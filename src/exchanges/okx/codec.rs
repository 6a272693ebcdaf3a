use crate::core::errors::ExchangeError;
use crate::core::kernel::{Heartbeat, JsonRouter, KeyPath, Route, WsCodec};
use serde_json::{json, Map, Value};
use tokio_tungstenite::tungstenite::Message;

/// v5 codec
///
/// Topics are `channel:instId` (`tickers:BTC-USDT`) or a bare channel
/// (`account`). Data frames echo the same pair under `arg`; event frames
/// (`subscribe`, `login`, `error`) also carry `arg` and are left unrouted.
#[derive(Debug, Clone)]
pub struct OkxCodec {
    router: JsonRouter,
    event: KeyPath,
}

impl Default for OkxCodec {
    fn default() -> Self {
        Self {
            router: JsonRouter::new(&["arg.channel", "arg.instId"]).ignoring("pong"),
            event: KeyPath::parse("event"),
        }
    }
}

impl OkxCodec {
    pub fn new() -> Self {
        Self::default()
    }

    fn request(op: &str, topic: &str) -> Message {
        let mut arg = Map::new();
        match topic.split_once(':') {
            Some((channel, inst_id)) => {
                arg.insert("channel".to_string(), Value::from(channel));
                arg.insert("instId".to_string(), Value::from(inst_id));
            }
            None => {
                arg.insert("channel".to_string(), Value::from(topic));
            }
        }
        Message::Text(json!({ "op": op, "args": [arg] }).to_string())
    }
}

impl WsCodec for OkxCodec {
    fn encode_subscription(&self, topic: &str) -> Result<Message, ExchangeError> {
        Ok(Self::request("subscribe", topic))
    }

    fn encode_unsubscription(&self, topic: &str) -> Result<Message, ExchangeError> {
        Ok(Self::request("unsubscribe", topic))
    }

    fn route(&self, frame: &Message) -> Result<Route, ExchangeError> {
        if let Message::Text(text) = frame {
            if text != "pong" && self.event.peek(text)?.is_some() {
                return Ok(Route::Unrouted);
            }
        }
        self.router.route(frame)
    }

    fn heartbeat(&self) -> Heartbeat {
        Heartbeat::Text("ping".to_string())
    }
}
use std::time::Duration;
use venuelink::exchanges::{binance, bybit};
use venuelink::ConnectorConfig;

#[tokio::main]
async fn main() -> anyhow::Result<()> {
    tracing_subscriber::fmt::init();

    let binance = binance::create_binance_connector(ConnectorConfig::read_only())?;
    let bybit = bybit::create_bybit_connector(ConnectorConfig::read_only())?;

    let binance_stream = binance.connect_stream().await?;
    let bybit_stream = bybit.connect_stream().await?;

    let mut binance_trades = binance_stream
        .subscribe_topic(&binance::codec::stream_name("BTCUSDT", "trade"))
        .await?;
    let mut bybit_trades = bybit_stream.subscribe_topic("publicTrade.BTCUSDT").await?;

    let mut states = binance_stream.state_changes();
    let deadline = tokio::time::sleep(Duration::from_secs(30));
    tokio::pin!(deadline);

    println!("📡 Streaming BTCUSDT trades for 30s");
    loop {
        tokio::select! {
            () = &mut deadline => break,
            Some(frame) = binance_trades.recv() => println!("binance: {}", frame),
            Some(frame) = bybit_trades.recv() => println!("bybit:   {}", frame),
            Ok(()) = states.changed() => println!("binance stream is {}", *states.borrow()),
        }
    }

    println!(
        "dropped: binance {}, bybit {}",
        binance_stream.dropped("btcusdt@trade").await,
        bybit_stream.dropped("publicTrade.BTCUSDT").await
    );
    binance_stream.close().await;
    bybit_stream.close().await;
    Ok(())
}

──────

▶ [Task directions]
Could you copy every record above exactly as written?

▶ [Answer to the problem]
filename src/exchanges/okx/codec.rs
repository 6a272693ebcdaf3a
use crate::core::errors::ExchangeError;
use crate::core::kernel::{Heartbeat, JsonRouter, KeyPath, Route, WsCodec};
use serde_json::{json, Map, Value};
use tokio_tungstenite::tungstenite::Message;

/// v5 codec
///
/// Topics are `channel:instId` (`tickers:BTC-USDT`) or a bare channel
/// (`account`). Data frames echo the same pair under `arg`; event frames
/// (`subscribe`, `login`, `error`) also carry `arg` and are left unrouted.
#[derive(Debug, Clone)]
pub struct OkxCodec {
    router: JsonRouter,
    event: KeyPath,
}

impl Default for OkxCodec {
    fn default() -> Self {
        Self {
            router: JsonRouter::new(&["arg.channel", "arg.instId"]).ignoring("pong"),
            event: KeyPath::parse("event"),
        }
    }
}

impl OkxCodec {
    pub fn new() -> Self {
        Self::default()
    }

    fn request(op: &str, topic: &str) -> Message {
        let mut arg = Map::new();
        match topic.split_once(':') {
            Some((channel, inst_id)) => {
                arg.insert("channel".to_string(), Value::from(channel));
                arg.insert("instId".to_string(), Value::from(inst_id));
            }
            None => {
                arg.insert("channel".to_string(), Value::from(topic));
            }
        }
        Message::Text(json!({ "op": op, "args": [arg] }).to_string())
    }
}

impl WsCodec for OkxCodec {
    fn encode_subscription(&self, topic: &str) -> Result<Message, ExchangeError> {
        Ok(Self::request("subscribe", topic))
    }

    fn encode_unsubscription(&self, topic: &str) -> Result<Message, ExchangeError> {
        Ok(Self::request("unsubscribe", topic))
    }

    fn route(&self, frame: &Message) -> Result<Route, ExchangeError> {
        if let Message::Text(text) = frame {
            if text != "pong" && self.event.peek(text)?.is_some() {
                return Ok(Route::Unrouted);
            }
        }
        self.router.route(frame)
    }

    fn heartbeat(&self) -> Heartbeat {
        Heartbeat::Text("ping".to_string())
    }
}
use std::time::Duration;
use venuelink::exchanges::{binance, bybit};
use venuelink::ConnectorConfig;

#[tokio::main]
async fn main() -> anyhow::Result<()> {
    tracing_subscriber::fmt::init();

    let binance = binance::create_binance_connector(ConnectorConfig::read_only())?;
    let bybit = bybit::create_bybit_connector(ConnectorConfig::read_only())?;

    let binance_stream = binance.connect_stream().await?;
    let bybit_stream = bybit.connect_stream().await?;

    let mut binance_trades = binance_stream
        .subscribe_topic(&binance::codec::stream_name("BTCUSDT", "trade"))
        .await?;
    let mut bybit_trades = bybit_stream.subscribe_topic("publicTrade.BTCUSDT").await?;

    let mut states = binance_stream.state_changes();
    let deadline = tokio::time::sleep(Duration::from_secs(30));
    tokio::pin!(deadline);

    println!("📡 Streaming BTCUSDT trades for 30s");
    loop {
        tokio::select! {
            () = &mut deadline => break,
            Some(frame) = binance_trades.recv() => println!("binance: {}", frame),
            Some(frame) = bybit_trades.recv() => println!("bybit:   {}", frame),
            Ok(()) = states.changed() => println!("binance stream is {}", *states.borrow()),
        }
    }

    println!(
        "dropped: binance {}, bybit {}",
        binance_stream.dropped("btcusdt@trade").await,
        bybit_stream.dropped("publicTrade.BTCUSDT").await
    );
    binance_stream.close().await;
    bybit_stream.close().await;
    Ok(())
}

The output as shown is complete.